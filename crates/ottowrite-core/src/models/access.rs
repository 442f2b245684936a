use chrono::{DateTime, Utc};
use serde::{Deserialize, Serialize};
use utoipa::ToSchema;

/// Per-submission access policy, evaluated against the live request context on
/// every access. Independent of the token. Empty allow-lists mean "no
/// restriction", never "deny all".
#[derive(Debug, Clone, Serialize, Deserialize, PartialEq, ToSchema)]
pub struct AccessControlRules {
    #[serde(default)]
    pub allow_download: bool,
    #[serde(default)]
    pub allow_print: bool,
    #[serde(default)]
    pub allow_copy: bool,
    #[serde(default)]
    pub allow_screenshot: bool,
    /// Cap on a single viewing session, in minutes.
    #[serde(default)]
    pub max_session_minutes: Option<i64>,
    /// Hard cutoff after which all access is denied.
    #[serde(default)]
    pub expiry_date: Option<DateTime<Utc>>,
    /// IP allow-list; requests from other addresses are denied.
    #[serde(default)]
    pub ip_restrictions: Vec<String>,
    /// Device-fingerprint allow-list.
    #[serde(default)]
    pub device_restrictions: Vec<String>,
}

impl Default for AccessControlRules {
    fn default() -> Self {
        Self {
            allow_download: false,
            allow_print: false,
            allow_copy: false,
            allow_screenshot: false,
            max_session_minutes: None,
            expiry_date: None,
            ip_restrictions: Vec::new(),
            device_restrictions: Vec::new(),
        }
    }
}

/// Live request context the rules are evaluated against.
#[derive(Debug, Clone)]
pub struct AccessRequestContext {
    pub ip_address: Option<String>,
    pub device_fingerprint: Option<String>,
    /// Seconds the session lasted, when the client reports one ending.
    pub session_duration_secs: Option<i64>,
    pub current_time: DateTime<Utc>,
}

impl AccessRequestContext {
    pub fn now(ip_address: Option<String>, device_fingerprint: Option<String>) -> Self {
        Self {
            ip_address,
            device_fingerprint,
            session_duration_secs: None,
            current_time: Utc::now(),
        }
    }

    pub fn with_session_duration(mut self, secs: Option<i64>) -> Self {
        self.session_duration_secs = secs;
        self
    }
}

/// Outcome of a rule evaluation. Denials are routine outcomes, not errors.
#[derive(Debug, Clone, PartialEq, Eq, Serialize, ToSchema)]
pub struct AccessDecision {
    pub allowed: bool,
    #[serde(skip_serializing_if = "Option::is_none")]
    pub reason: Option<String>,
}

impl AccessDecision {
    pub fn allow() -> Self {
        Self {
            allowed: true,
            reason: None,
        }
    }

    pub fn deny(reason: impl Into<String>) -> Self {
        Self {
            allowed: false,
            reason: Some(reason.into()),
        }
    }
}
============
» Assignment
Give an exact copy of all the data shown above.

» Exercise result
filename crates/ottowrite-core/src/models/access.rs
repository 442f2b245684936a
use chrono::{DateTime, Utc};
use serde::{Deserialize, Serialize};
use utoipa::ToSchema;

/// Per-submission access policy, evaluated against the live request context on
/// every access. Independent of the token. Empty allow-lists mean "no
/// restriction", never "deny all".
#[derive(Debug, Clone, Serialize, Deserialize, PartialEq, ToSchema)]
pub struct AccessControlRules {
    #[serde(default)]
    pub allow_download: bool,
    #[serde(default)]
    pub allow_print: bool,
    #[serde(default)]
    pub allow_copy: bool,
    #[serde(default)]
    pub allow_screenshot: bool,
    /// Cap on a single viewing session, in minutes.
    #[serde(default)]
    pub max_session_minutes: Option<i64>,
    /// Hard cutoff after which all access is denied.
    #[serde(default)]
    pub expiry_date: Option<DateTime<Utc>>,
    /// IP allow-list; requests from other addresses are denied.
    #[serde(default)]
    pub ip_restrictions: Vec<String>,
    /// Device-fingerprint allow-list.
    #[serde(default)]
    pub device_restrictions: Vec<String>,
}

impl Default for AccessControlRules {
    fn default() -> Self {
        Self {
            allow_download: false,
            allow_print: false,
            allow_copy: false,
            allow_screenshot: false,
            max_session_minutes: None,
            expiry_date: None,
            ip_restrictions: Vec::new(),
            device_restrictions: Vec::new(),
        }
    }
}

/// Live request context the rules are evaluated against.
#[derive(Debug, Clone)]
pub struct AccessRequestContext {
    pub ip_address: Option<String>,
    pub device_fingerprint: Option<String>,
    /// Seconds the session lasted, when the client reports one ending.
    pub session_duration_secs: Option<i64>,
    pub current_time: DateTime<Utc>,
}

impl AccessRequestContext {
    pub fn now(ip_address: Option<String>, device_fingerprint: Option<String>) -> Self {
        Self {
            ip_address,
            device_fingerprint,
            session_duration_secs: None,
            current_time: Utc::now(),
        }
    }

    pub fn with_session_duration(mut self, secs: Option<i64>) -> Self {
        self.session_duration_secs = secs;
        self
    }
}

/// Outcome of a rule evaluation. Denials are routine outcomes, not errors.
#[derive(Debug, Clone, PartialEq, Eq, Serialize, ToSchema)]
pub struct AccessDecision {
    pub allowed: bool,
    #[serde(skip_serializing_if = "Option::is_none")]
    pub reason: Option<String>,
}

impl AccessDecision {
    pub fn allow() -> Self {
        Self {
            allowed: true,
            reason: None,
        }
    }

    pub fn deny(reason: impl Into<String>) -> Self {
        Self {
            allowed: false,
            reason: Some(reason.into()),
        }
    }
}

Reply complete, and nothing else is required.